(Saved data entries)
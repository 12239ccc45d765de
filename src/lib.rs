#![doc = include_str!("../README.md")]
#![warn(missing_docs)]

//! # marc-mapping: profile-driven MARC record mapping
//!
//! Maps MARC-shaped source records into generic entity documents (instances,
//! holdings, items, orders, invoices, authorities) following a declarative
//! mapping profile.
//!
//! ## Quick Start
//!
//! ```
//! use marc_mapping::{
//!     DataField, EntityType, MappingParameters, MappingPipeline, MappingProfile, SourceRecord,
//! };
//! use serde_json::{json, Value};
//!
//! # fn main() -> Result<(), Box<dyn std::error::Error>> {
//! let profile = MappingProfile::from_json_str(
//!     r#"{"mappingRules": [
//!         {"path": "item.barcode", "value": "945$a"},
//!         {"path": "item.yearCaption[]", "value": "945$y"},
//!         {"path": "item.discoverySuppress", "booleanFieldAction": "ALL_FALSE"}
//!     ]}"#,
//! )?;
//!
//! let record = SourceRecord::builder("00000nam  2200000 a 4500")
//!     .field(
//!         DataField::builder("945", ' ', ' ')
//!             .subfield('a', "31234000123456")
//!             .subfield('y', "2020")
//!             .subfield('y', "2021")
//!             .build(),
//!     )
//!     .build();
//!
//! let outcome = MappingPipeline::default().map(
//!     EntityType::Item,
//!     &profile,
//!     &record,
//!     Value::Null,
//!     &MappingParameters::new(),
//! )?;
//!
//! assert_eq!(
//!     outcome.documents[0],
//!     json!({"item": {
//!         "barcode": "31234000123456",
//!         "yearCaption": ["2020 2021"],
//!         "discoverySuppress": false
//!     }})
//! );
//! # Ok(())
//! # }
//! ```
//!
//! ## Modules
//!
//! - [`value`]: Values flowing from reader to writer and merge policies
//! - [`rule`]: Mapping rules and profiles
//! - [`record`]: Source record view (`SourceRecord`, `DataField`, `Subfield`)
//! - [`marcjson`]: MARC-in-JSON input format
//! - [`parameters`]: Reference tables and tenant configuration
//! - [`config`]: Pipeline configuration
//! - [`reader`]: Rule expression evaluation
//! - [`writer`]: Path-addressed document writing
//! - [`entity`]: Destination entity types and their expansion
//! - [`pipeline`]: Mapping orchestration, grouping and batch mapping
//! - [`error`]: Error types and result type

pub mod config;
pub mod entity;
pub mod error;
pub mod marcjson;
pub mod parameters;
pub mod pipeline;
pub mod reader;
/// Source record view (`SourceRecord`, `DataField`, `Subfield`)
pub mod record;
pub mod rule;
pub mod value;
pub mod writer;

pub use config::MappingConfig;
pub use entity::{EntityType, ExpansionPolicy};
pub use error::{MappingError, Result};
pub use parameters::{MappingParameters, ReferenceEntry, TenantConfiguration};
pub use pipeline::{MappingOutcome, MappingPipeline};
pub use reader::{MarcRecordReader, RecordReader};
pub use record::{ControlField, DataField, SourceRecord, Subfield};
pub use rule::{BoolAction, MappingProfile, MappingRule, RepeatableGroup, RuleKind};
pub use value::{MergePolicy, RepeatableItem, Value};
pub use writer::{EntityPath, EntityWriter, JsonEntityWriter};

--

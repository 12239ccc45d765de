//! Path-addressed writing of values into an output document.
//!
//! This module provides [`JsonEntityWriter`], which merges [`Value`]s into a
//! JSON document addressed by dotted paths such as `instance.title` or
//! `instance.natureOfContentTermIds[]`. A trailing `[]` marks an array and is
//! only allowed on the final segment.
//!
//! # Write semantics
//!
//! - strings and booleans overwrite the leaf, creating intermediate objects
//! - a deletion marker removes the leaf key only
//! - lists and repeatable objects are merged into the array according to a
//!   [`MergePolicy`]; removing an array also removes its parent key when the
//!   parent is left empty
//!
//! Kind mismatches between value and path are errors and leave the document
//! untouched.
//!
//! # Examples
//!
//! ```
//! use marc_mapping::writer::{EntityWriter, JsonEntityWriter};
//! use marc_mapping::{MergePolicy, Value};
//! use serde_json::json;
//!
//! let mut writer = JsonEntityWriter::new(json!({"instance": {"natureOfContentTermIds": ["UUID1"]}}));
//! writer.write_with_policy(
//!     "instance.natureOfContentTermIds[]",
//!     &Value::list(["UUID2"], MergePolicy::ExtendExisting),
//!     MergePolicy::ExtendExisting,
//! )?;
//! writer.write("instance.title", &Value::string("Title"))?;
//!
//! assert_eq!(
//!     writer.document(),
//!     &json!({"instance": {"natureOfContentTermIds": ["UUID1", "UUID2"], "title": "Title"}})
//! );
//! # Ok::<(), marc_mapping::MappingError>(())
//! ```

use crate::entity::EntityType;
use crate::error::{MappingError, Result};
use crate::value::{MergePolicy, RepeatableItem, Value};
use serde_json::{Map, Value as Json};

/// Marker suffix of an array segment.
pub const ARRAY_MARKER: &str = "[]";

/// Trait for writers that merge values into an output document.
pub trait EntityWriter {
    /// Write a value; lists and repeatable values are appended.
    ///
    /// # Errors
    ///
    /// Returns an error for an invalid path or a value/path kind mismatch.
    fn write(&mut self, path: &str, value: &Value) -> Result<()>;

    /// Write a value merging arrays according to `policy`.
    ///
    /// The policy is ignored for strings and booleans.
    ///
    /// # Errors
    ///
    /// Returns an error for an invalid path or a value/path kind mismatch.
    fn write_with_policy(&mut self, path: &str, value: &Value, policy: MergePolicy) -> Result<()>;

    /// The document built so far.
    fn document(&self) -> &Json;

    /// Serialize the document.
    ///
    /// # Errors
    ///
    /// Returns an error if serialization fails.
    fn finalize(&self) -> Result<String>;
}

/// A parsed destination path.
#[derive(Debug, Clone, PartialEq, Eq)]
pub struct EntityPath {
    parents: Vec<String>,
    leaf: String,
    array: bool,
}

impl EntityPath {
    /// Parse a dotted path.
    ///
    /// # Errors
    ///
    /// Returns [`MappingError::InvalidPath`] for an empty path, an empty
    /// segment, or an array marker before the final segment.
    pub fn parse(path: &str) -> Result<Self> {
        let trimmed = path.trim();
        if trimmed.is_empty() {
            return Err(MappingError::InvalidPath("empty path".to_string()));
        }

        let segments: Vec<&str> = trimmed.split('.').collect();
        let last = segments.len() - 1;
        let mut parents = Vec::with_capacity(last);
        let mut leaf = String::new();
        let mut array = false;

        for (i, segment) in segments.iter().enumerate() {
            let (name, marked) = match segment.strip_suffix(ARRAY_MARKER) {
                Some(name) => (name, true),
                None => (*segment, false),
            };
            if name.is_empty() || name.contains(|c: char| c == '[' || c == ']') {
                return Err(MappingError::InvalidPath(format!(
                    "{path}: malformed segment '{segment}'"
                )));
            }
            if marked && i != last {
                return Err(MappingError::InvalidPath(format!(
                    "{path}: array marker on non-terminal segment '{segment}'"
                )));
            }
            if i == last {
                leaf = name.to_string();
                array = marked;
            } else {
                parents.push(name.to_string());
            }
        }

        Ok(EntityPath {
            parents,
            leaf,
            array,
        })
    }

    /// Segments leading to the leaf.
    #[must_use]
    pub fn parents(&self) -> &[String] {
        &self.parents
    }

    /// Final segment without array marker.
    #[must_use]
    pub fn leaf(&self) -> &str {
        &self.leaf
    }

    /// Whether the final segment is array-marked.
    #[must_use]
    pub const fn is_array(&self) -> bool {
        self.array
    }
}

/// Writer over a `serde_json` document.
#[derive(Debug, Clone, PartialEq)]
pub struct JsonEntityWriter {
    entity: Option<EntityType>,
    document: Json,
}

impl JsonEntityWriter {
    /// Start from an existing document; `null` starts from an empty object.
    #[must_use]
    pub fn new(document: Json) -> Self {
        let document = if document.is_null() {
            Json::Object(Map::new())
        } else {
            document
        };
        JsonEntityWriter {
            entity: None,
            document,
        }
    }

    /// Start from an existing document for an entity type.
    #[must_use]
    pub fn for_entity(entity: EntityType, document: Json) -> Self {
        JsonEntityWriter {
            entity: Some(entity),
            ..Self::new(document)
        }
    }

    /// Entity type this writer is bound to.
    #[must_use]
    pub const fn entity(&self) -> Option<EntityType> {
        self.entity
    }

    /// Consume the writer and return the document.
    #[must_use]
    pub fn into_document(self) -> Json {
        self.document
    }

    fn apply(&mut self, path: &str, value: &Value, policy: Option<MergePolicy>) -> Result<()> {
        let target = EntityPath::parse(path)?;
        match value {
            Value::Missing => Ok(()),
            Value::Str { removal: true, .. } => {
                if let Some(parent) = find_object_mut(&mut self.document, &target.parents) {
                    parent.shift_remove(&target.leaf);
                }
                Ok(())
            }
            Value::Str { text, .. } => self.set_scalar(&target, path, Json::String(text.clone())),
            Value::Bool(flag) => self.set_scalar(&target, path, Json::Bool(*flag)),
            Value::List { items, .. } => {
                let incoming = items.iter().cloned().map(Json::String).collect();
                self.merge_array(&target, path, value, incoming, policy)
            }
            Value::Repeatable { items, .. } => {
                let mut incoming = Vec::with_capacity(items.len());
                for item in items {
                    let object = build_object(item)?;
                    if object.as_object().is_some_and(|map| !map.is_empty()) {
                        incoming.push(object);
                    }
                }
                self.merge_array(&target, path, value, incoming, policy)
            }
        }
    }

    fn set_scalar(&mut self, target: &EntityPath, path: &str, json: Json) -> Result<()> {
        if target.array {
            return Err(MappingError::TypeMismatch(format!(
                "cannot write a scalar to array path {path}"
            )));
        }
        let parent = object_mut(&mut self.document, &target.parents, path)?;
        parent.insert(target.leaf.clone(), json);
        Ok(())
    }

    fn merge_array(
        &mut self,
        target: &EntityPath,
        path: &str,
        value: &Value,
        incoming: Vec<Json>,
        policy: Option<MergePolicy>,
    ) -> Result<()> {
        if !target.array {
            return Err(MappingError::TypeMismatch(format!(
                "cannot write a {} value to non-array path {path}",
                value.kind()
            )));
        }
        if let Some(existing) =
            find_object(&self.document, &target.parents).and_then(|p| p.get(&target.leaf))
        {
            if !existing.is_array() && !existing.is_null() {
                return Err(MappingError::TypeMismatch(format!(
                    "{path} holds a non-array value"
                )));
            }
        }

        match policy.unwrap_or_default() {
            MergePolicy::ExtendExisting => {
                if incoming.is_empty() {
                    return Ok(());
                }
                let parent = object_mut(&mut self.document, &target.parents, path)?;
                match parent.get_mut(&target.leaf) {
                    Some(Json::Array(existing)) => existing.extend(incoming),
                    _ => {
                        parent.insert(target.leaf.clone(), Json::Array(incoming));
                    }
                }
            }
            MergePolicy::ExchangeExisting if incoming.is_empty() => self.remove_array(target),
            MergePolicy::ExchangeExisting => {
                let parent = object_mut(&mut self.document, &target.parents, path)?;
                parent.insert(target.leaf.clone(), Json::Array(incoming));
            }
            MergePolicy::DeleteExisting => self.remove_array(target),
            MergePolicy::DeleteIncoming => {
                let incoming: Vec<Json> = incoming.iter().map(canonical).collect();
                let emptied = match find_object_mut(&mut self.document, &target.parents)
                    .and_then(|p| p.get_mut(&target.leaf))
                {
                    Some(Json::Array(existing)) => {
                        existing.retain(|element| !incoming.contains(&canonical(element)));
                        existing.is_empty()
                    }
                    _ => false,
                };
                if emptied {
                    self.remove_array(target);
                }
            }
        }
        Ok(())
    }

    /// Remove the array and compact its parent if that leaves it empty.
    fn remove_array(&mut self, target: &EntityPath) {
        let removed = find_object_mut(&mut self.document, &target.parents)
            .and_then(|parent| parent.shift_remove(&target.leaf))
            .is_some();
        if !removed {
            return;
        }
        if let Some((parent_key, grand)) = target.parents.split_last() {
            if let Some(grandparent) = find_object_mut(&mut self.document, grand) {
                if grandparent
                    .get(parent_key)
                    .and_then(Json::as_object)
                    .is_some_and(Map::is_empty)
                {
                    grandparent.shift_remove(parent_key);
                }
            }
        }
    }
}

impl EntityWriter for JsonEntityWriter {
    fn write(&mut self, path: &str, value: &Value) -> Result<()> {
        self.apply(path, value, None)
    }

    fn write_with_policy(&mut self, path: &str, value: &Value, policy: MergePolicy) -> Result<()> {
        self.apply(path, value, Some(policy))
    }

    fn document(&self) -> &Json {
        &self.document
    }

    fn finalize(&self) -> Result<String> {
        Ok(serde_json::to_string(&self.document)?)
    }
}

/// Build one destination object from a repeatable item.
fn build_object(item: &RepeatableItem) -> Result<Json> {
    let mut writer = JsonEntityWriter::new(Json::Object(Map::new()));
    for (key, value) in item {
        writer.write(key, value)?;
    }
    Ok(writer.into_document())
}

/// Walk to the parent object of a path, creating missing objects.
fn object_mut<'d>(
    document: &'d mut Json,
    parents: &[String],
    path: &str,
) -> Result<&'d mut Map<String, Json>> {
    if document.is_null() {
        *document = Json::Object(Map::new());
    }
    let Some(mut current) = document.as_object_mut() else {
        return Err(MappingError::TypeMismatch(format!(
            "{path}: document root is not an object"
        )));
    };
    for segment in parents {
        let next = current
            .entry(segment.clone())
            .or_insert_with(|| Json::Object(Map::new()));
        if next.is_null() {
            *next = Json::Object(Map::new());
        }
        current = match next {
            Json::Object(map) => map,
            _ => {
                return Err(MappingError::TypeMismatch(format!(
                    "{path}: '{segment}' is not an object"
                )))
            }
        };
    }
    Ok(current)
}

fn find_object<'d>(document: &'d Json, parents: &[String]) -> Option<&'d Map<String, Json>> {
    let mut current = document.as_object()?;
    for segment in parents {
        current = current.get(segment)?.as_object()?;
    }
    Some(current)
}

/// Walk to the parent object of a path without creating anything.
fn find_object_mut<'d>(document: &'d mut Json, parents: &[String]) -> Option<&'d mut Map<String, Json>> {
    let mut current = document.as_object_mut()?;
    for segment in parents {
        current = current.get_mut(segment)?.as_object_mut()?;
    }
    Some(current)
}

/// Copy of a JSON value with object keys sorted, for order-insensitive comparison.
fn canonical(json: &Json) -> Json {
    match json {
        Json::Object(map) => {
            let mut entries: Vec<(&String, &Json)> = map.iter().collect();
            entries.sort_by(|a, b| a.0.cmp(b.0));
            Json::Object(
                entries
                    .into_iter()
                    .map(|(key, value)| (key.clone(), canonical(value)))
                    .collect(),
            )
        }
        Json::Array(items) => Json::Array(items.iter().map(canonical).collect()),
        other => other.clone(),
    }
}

What is needed:
Copy each line of the records containing the string "ExtendExisting".

Written solution:
//!     &Value::list(["UUID2"], MergePolicy::ExtendExisting),
//!     MergePolicy::ExtendExisting,
            MergePolicy::ExtendExisting => {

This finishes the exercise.